Over the last two years, Storm Worm has demonstrated how easily organised internet criminals have been able to spread this infection. During that period, the Storm Worm botnet has accumulated more than a million infected computers, known as drones or zombies, obeying the commands of a control server and using peer-to-peer techniques to locate new servers. Even following a big clean-up with Microsoft’s Malicious Software Removal Tool, around 100,000 drones probably still remain. That means the Storm Worm botnet is responsible for a considerable share of the Spam tsunami and for many distributed denial-of-service attacks. It’s astonishing that no one has succeeded in dismantling the network, but these researchers say it isn’t due to technical finesse on the part of the Storm Worm’s developers.
Existing knowledge of the techniques used by the Storm Worm has mainly been obtained by observing the behaviour of infected systems, but the researchers took a different approach to disarm it. They reverse translated large parts of the machine code of the drone client program and analysed it, taking a particularly close look at the functions for communications between drones and with the server.
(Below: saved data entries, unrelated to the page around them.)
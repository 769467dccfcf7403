//! Hatchet REST payloads and their conversion into domain types.

use chrono::{DateTime, Utc};
use serde::Deserialize;
use serde_json::{Map, Value};

use hatchet_core::{RunId, RunStatus, Workflow, WorkflowId, WorkflowRun};

use crate::api::RunResult;

// ============================================================================
// Envelopes
// ============================================================================

/// Paginated list envelope. Hatchet omits or nulls `rows` when empty.
#[derive(Debug, Deserialize)]
pub(crate) struct ListResponse<T> {
    pub rows: Option<Vec<T>>,
}

impl<T> ListResponse<T> {
    pub fn into_rows(self) -> Vec<T> {
        self.rows.unwrap_or_default()
    }
}

#[derive(Debug, Deserialize)]
#[serde(rename_all = "camelCase")]
pub(crate) struct ApiMeta {
    pub id: String,
    #[serde(default)]
    pub created_at: Option<DateTime<Utc>>,
}

// ============================================================================
// Workflows
// ============================================================================

#[derive(Debug, Deserialize)]
#[serde(rename_all = "camelCase")]
pub(crate) struct ApiWorkflow {
    pub metadata: ApiMeta,
    pub name: String,
    #[serde(default)]
    pub description: Option<String>,
    #[serde(default)]
    pub versions: Option<Vec<ApiWorkflowVersion>>,
}

#[derive(Debug, Deserialize)]
pub(crate) struct ApiWorkflowVersion {
    #[serde(default)]
    pub version: Option<String>,
}

impl From<ApiWorkflow> for Workflow {
    fn from(w: ApiWorkflow) -> Self {
        // Hatchet lists versions newest first.
        let version = w
            .versions
            .unwrap_or_default()
            .into_iter()
            .find_map(|v| v.version);

        Workflow {
            id: WorkflowId::new(w.metadata.id),
            name: w.name,
            description: w.description,
            version,
        }
    }
}

// ============================================================================
// Runs
// ============================================================================

/// Fields shared by run summaries in listings and the run detail payload.
#[derive(Debug, Deserialize)]
#[serde(rename_all = "camelCase")]
pub(crate) struct ApiRun {
    pub metadata: ApiMeta,
    #[serde(default)]
    pub workflow_id: Option<String>,
    #[serde(default)]
    pub workflow_name: Option<String>,
    #[serde(default)]
    pub status: Option<String>,
    #[serde(default)]
    pub created_at: Option<DateTime<Utc>>,
    #[serde(default)]
    pub started_at: Option<DateTime<Utc>>,
    #[serde(default)]
    pub finished_at: Option<DateTime<Utc>>,
    #[serde(default)]
    pub additional_metadata: Option<Map<String, Value>>,
    #[serde(default)]
    pub output: Option<Value>,
}

impl ApiRun {
    /// Split into the domain run and its output.
    pub fn into_parts(self) -> (WorkflowRun, Option<Value>) {
        let run = WorkflowRun {
            id: RunId::new(self.metadata.id),
            workflow_id: self.workflow_id.map(WorkflowId::new),
            workflow_name: self.workflow_name,
            status: self.status.as_deref().and_then(RunStatus::from_wire),
            created_at: self.created_at.or(self.metadata.created_at),
            started_at: self.started_at,
            finished_at: self.finished_at,
            additional_metadata: self.additional_metadata.unwrap_or_default(),
        };
        let output = self.output.filter(|v| !v.is_null());
        (run, output)
    }
}

impl From<ApiRun> for WorkflowRun {
    fn from(run: ApiRun) -> Self {
        run.into_parts().0
    }
}

/// Payload of the run detail endpoint.
#[derive(Debug, Deserialize)]
pub(crate) struct ApiRunDetails {
    pub run: ApiRun,
}

impl From<ApiRunDetails> for RunResult {
    fn from(details: ApiRunDetails) -> Self {
        let (run, output) = details.run.into_parts();
        RunResult { run, output }
    }
}

#[cfg(test)]
mod tests {
    use super::*;
    use serde_json::json;

    #[test]
    fn test_workflow_conversion() {
        let api: ApiWorkflow = serde_json::from_value(json!({
            "metadata": {"id": "wf-1", "createdAt": "2026-01-01T00:00:00Z"},
            "name": "qa-workflow",
            "description": "QA checks",
            "versions": [{"version": "v3"}, {"version": "v2"}]
        }))
        .unwrap();

        let workflow: Workflow = api.into();
        assert_eq!(workflow.id.as_str(), "wf-1");
        assert_eq!(workflow.name, "qa-workflow");
        assert_eq!(workflow.description.as_deref(), Some("QA checks"));
        assert_eq!(workflow.version.as_deref(), Some("v3"));
    }

    #[test]
    fn test_run_summary_conversion() {
        let api: ApiRun = serde_json::from_value(json!({
            "metadata": {"id": "run-1", "createdAt": "2026-01-01T10:00:00Z"},
            "workflowId": "wf-1",
            "workflowName": "qa-workflow",
            "status": "FAILED",
            "startedAt": "2026-01-01T10:00:05Z",
            "finishedAt": null,
            "additionalMetadata": {"audit_id": "a-1"}
        }))
        .unwrap();

        let run: WorkflowRun = api.into();
        assert_eq!(run.id.as_str(), "run-1");
        assert_eq!(run.status, Some(RunStatus::Failed));
        // Falls back to the metadata timestamp.
        assert!(run.created_at.is_some());
        assert!(run.started_at.is_some());
        assert!(run.finished_at.is_none());
        assert!(run.has_metadata("audit_id", "a-1"));
    }

    #[test]
    fn test_unknown_status_is_kept_as_none() {
        let api: ApiRun = serde_json::from_value(json!({
            "metadata": {"id": "run-2"},
            "status": "EVICTED"
        }))
        .unwrap();

        let run: WorkflowRun = api.into();
        assert_eq!(run.status, None);
        assert!(run.additional_metadata.is_empty());
    }

    #[test]
    fn test_null_rows() {
        let list: ListResponse<ApiRun> = serde_json::from_value(json!({"rows": null})).unwrap();
        assert!(list.into_rows().is_empty());

        let list: ListResponse<ApiRun> = serde_json::from_value(json!({})).unwrap();
        assert!(list.into_rows().is_empty());
    }

    #[test]
    fn test_run_details_output() {
        let details: ApiRunDetails = serde_json::from_value(json!({
            "run": {
                "metadata": {"id": "run-3"},
                "status": "COMPLETED",
                "output": {"score": 0.9}
            },
            "tasks": []
        }))
        .unwrap();

        let result: RunResult = details.into();
        assert_eq!(result.run.status, Some(RunStatus::Completed));
        assert_eq!(result.output, Some(json!({"score": 0.9})));
    }
}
Using this background knowledge, they were able to develop their own client, which links itself into the peer-to-peer structure of a Storm Worm network in such a way that queries from other drones, looking for new command servers, can be reliably routed to it. That enables it to divert drones to a new server. The second step was to analyse the protocol for passing commands. The researchers were astonished to find that the server doesn’t have to authenticate itself to clients, so using their knowledge they were able to direct drones to a simple server. The latter could then issue commands to the test Storm worm drones in the laboratory so that, for example, they downloaded a specific program from a server, perhaps a special cleaning program, and ran it. The students then went on to write such a program.
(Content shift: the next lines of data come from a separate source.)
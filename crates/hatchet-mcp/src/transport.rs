//! Transports the MCP server can be served over.

use std::net::SocketAddr;
use std::sync::Arc;

use axum::Router;
use rmcp::{
    transport::{
        stdio,
        streamable_http_server::{
            session::local::LocalSessionManager, StreamableHttpServerConfig, StreamableHttpService,
        },
    },
    ServiceExt,
};
use tokio::net::TcpListener;
use tokio_util::sync::CancellationToken;
use tracing::info;

use hatchet_client::HatchetApi;

use crate::server::HatchetMcpServer;

/// Serve MCP over stdin/stdout until the client disconnects.
pub async fn serve_stdio(api: Arc<dyn HatchetApi>) -> Result<(), Box<dyn std::error::Error>> {
    info!("MCP server listening on stdio");

    let service = HatchetMcpServer::new(api).serve(stdio()).await?;
    let reason = service.waiting().await?;

    info!(reason = ?reason, "MCP stdio session ended");
    Ok(())
}

/// Create an axum Router for the MCP HTTP server.
///
/// This router handles MCP protocol requests over HTTP using the Streamable HTTP transport,
/// mounted at `/mcp`.
pub fn create_mcp_router(api: Arc<dyn HatchetApi>, ct: CancellationToken) -> Router {
    let service = StreamableHttpService::new(
        move || Ok(HatchetMcpServer::new(api.clone())),
        LocalSessionManager::default().into(),
        StreamableHttpServerConfig {
            cancellation_token: ct,
            ..Default::default()
        },
    );

    info!("MCP server initialized with Streamable HTTP transport");

    Router::new().nest_service("/mcp", service)
}

/// Serve MCP over Streamable HTTP until `ct` is cancelled.
pub async fn serve_http(
    api: Arc<dyn HatchetApi>,
    addr: SocketAddr,
    ct: CancellationToken,
) -> std::io::Result<()> {
    let router = create_mcp_router(api, ct.clone());
    let listener = TcpListener::bind(addr).await?;

    info!("MCP HTTP server listening on http://{}/mcp", listener.local_addr()?);

    axum::serve(listener, router)
        .with_graceful_shutdown(async move { ct.cancelled().await })
        .await?;

    info!("MCP HTTP server stopped");
    Ok(())
}
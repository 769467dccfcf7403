//! Hatchet MCP Core Domain Types
//!
//! This crate contains pure domain types with no dependencies on:
//! - HTTP clients
//! - The MCP protocol
//! - Runtime specifics
//!
//! Everything the query tools reason about (workflows, runs, statuses,
//! filters, queue counts) is modelled here.

pub mod error;
pub mod filter;
pub mod ids;
pub mod metrics;
pub mod status;
pub mod workflow;

// Re-export commonly used types
pub use error::CoreError;
pub use filter::{RunFilter, DEFAULT_LIMIT, DEFAULT_SINCE_HOURS, MAX_LIMIT, MAX_SINCE_HOURS};
pub use ids::{RunId, WorkflowId};
pub use metrics::QueueCounts;
pub use status::RunStatus;
pub use workflow::{Workflow, WorkflowRun};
The team has not yet taken the final step of putting the whole thing into action with a genuine Storm Worm botnet in the wild. From a legal point of view, that could involve many problems. Any unauthorised access to third-party computers could be regarded as tampering with data, which is punishable under paragraph § 303a of the German Penal Code. That paragraph threatens up to two years’ imprisonment for unlawfully deleting, suppressing, making unusable or changing third-party data. Although this legal process would only come into effect if there was a criminal complaint from an injured party, or if there was special public interest in the prosecution of the crime.
Besides risks of coming up against the criminal law, there is also a danger of civil claims for damages by the owners of infected PCs, because the operation might cause collateral damage. There are almost certain to be configurations in which the cleaning goes wrong, perhaps disabling computers so they won’t run any more. Botnet operators could also be expected to strike back, causing further damage.